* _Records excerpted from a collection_
//! AT command line tokenizer.
//!
//! A command line is the text between the `AT` prefix and the terminating CR
//! (the prefix itself never reaches this module). The tokenizer yields one
//! atomic command at a time so the dispatcher can stop at the first failing
//! atom, the way real modems abort the rest of a chained line.

/// One atomic command split out of an AT command line.
#[derive(Debug, Clone, Default, PartialEq, Eq)]
pub struct AtCommand {
    /// Command characters, uppercased. A short command is one letter with an
    /// optional `&`/`%` prefix; an extended command starts with `+` or `#`.
    pub command: String,
    /// Trailing digit string of a short command (`"1"` in `E1`). Empty means
    /// an implicit zero.
    pub number: String,
    /// `=` was present.
    pub assign: bool,
    /// `?` was present.
    pub query: bool,
    /// Assignment payload. Digits only for short commands; arbitrary text for
    /// extended commands and for `D`, where it carries the dial string.
    pub value: String,
    /// Extended-form command (`+`/`#` prefix or `D`). These consume the rest
    /// of the line and never chain.
    pub long: bool,
}

/// Raised on a malformed command line; the dispatcher reports it as `ERROR`.
#[derive(Debug, Clone, Copy, PartialEq, Eq)]
pub(crate) struct SyntaxError;

/// Splits a command line into [`AtCommand`] atoms.
pub(crate) struct Tokenizer<'a> {
    bytes: &'a [u8],
    pos: usize,
}

impl<'a> Tokenizer<'a> {
    pub(crate) fn new(line: &'a str) -> Self {
        Self {
            bytes: line.as_bytes(),
            pos: 0,
        }
    }

    fn next_byte(&mut self) -> Option<u8> {
        let b = self.bytes.get(self.pos).copied();
        if b.is_some() {
            self.pos += 1;
        }
        b
    }

    fn unread(&mut self) {
        self.pos -= 1;
    }

    /// Returns the next atomic command, `None` at end of line, or a syntax
    /// error. Atoms already consumed stay consumed: chained commands before a
    /// malformed one have been dispatched by the time the error shows up.
    pub(crate) fn next_command(&mut self) -> Result<Option<AtCommand>, SyntaxError> {
        if self.pos >= self.bytes.len() {
            return Ok(None);
        }
        let mut cmd = AtCommand::default();

        while let Some(b) = self.next_byte() {
            if b == b'?' {
                if cmd.command.is_empty() {
                    return Err(SyntaxError);
                }
                cmd.query = true;
                break;
            }

            if cmd.assign {
                // Short-command assignments only take digits; anything else
                // starts the next chained atom.
                if !cmd.long && !b.is_ascii_digit() {
                    self.unread();
                    break;
                }
                cmd.value.push(b as char);
                continue;
            }

            if b == b'+' || b == b'#' {
                if !cmd.command.is_empty() {
                    return Err(SyntaxError);
                }
                cmd.long = true;
                cmd.command.push(b as char);
                continue;
            }

            if b == b'=' {
                if cmd.command.is_empty() {
                    return Err(SyntaxError);
                }
                cmd.assign = true;
                continue;
            }

            if cmd.long {
                if b.is_ascii_alphabetic() {
                    cmd.command.push(b as char);
                    continue;
                }
                return Err(SyntaxError);
            }

            if cmd.command.is_empty() || cmd.command == "&" || cmd.command == "%" {
                if (b == b'&' || b == b'%') && cmd.command.is_empty() && self.pos < self.bytes.len() {
                    cmd.command.push(b as char);
                    continue;
                }
                if b.is_ascii_alphabetic() {
                    cmd.command.push(b as char);
                    if cmd.command.eq_ignore_ascii_case("d") {
                        // Dial consumes the rest of the line as its payload.
                        cmd.long = true;
                        cmd.assign = true;
                    }
                } else {
                    return Err(SyntaxError);
                }
            } else if b.is_ascii_digit() {
                cmd.number.push(b as char);
            } else {
                self.unread();
                break;
            }
        }

        cmd.command.make_ascii_uppercase();
        Ok(Some(cmd))
    }
}

#[cfg(test)]
mod tests {
    use super::*;

    fn all(line: &str) -> Result<Vec<AtCommand>, SyntaxError> {
        let mut tok = Tokenizer::new(line);
        let mut out = Vec::new();
        while let Some(cmd) = tok.next_command()? {
            out.push(cmd);
        }
        Ok(out)
    }

    #[test]
    fn empty_line_yields_nothing() {
        assert_eq!(all("").unwrap(), vec![]);
    }

    #[test]
    fn single_short_command() {
        let cmds = all("E1").unwrap();
        assert_eq!(cmds.len(), 1);
        assert_eq!(cmds[0].command, "E");
        assert_eq!(cmds[0].number, "1");
        assert!(!cmds[0].assign && !cmds[0].query && !cmds[0].long);
    }

    #[test]
    fn lowercase_command_is_uppercased() {
        let cmds = all("e0v1").unwrap();
        assert_eq!(cmds[0].command, "E");
        assert_eq!(cmds[1].command, "V");
    }

    #[test]
    fn chained_short_commands() {
        let cmds = all("E0V1Q0").unwrap();
        let names: Vec<_> = cmds.iter().map(|c| c.command.as_str()).collect();
        assert_eq!(names, ["E", "V", "Q"]);
        let nums: Vec<_> = cmds.iter().map(|c| c.number.as_str()).collect();
        assert_eq!(nums, ["0", "1", "0"]);
    }

    #[test]
    fn sregister_assignment() {
        let cmds = all("S0=5").unwrap();
        assert_eq!(cmds.len(), 1);
        assert_eq!(cmds[0].command, "S");
        assert_eq!(cmds[0].number, "0");
        assert!(cmds[0].assign);
        assert_eq!(cmds[0].value, "5");
    }

    #[test]
    fn sregister_query() {
        let cmds = all("S12?").unwrap();
        assert_eq!(cmds.len(), 1);
        assert_eq!(cmds[0].command, "S");
        assert_eq!(cmds[0].number, "12");
        assert!(cmds[0].query);
    }

    #[test]
    fn assignment_chains_after_non_digit() {
        let cmds = all("S0=5E1").unwrap();
        assert_eq!(cmds.len(), 2);
        assert_eq!(cmds[0].value, "5");
        assert_eq!(cmds[1].command, "E");
    }

    #[test]
    fn ampersand_prefix_command() {
        let cmds = all("&F").unwrap();
        assert_eq!(cmds.len(), 1);
        assert_eq!(cmds[0].command, "&F");
    }

    #[test]
    fn percent_prefix_command() {
        let cmds = all("%C0").unwrap();
        assert_eq!(cmds[0].command, "%C");
        assert_eq!(cmds[0].number, "0");
    }

    #[test]
    fn trailing_ampersand_is_an_error() {
        assert_eq!(all("&"), Err(SyntaxError));
    }

    #[test]
    fn ampersand_followed_by_digit_is_an_error() {
        assert_eq!(all("&1"), Err(SyntaxError));
    }

    #[test]
    fn dial_consumes_rest_of_line() {
        let cmds = all("DT555 1234E0").unwrap();
        assert_eq!(cmds.len(), 1);
        assert_eq!(cmds[0].command, "D");
        assert!(cmds[0].long && cmds[0].assign);
        assert_eq!(cmds[0].value, "T555 1234E0");
    }

    #[test]
    fn dial_preserves_payload_case() {
        let cmds = all("dtbbs.example.com:23").unwrap();
        assert_eq!(cmds[0].command, "D");
        assert_eq!(cmds[0].value, "tbbs.example.com:23");
    }

    #[test]
    fn extended_command_with_value() {
        let cmds = all("+GMI=vendor 1.0").unwrap();
        assert_eq!(cmds.len(), 1);
        assert_eq!(cmds[0].command, "+GMI");
        assert!(cmds[0].long && cmds[0].assign);
        assert_eq!(cmds[0].value, "vendor 1.0");
    }

    #[test]
    fn extended_commands_do_not_chain() {
        // Everything after the '1' is swallowed into the error because a
        // digit cannot appear in an extended command name.
        assert_eq!(all("#X1E0"), Err(SyntaxError));
    }

    #[test]
    fn plus_after_letters_is_an_error() {
        assert_eq!(all("E+"), Err(SyntaxError));
    }

    #[test]
    fn bare_query_is_an_error() {
        assert_eq!(all("?"), Err(SyntaxError));
    }

    #[test]
    fn bare_equals_is_an_error() {
        assert_eq!(all("=1"), Err(SyntaxError));
    }

    #[test]
    fn query_terminates_atom_and_chains() {
        let cmds = all("S0?E1").unwrap();
        assert_eq!(cmds.len(), 2);
        assert!(cmds[0].query);
        assert_eq!(cmds[1].command, "E");
    }

    #[test]
    fn implicit_number_is_empty() {
        let cmds = all("H").unwrap();
        assert_eq!(cmds[0].command, "H");
        assert_eq!(cmds[0].number, "");
    }
}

* _Work order_
In the records above, find each line that holds the word "while"; copy all such lines.

* _Task result_
        while let Some(b) = self.next_byte() {
        while let Some(cmd) = tok.next_command()? {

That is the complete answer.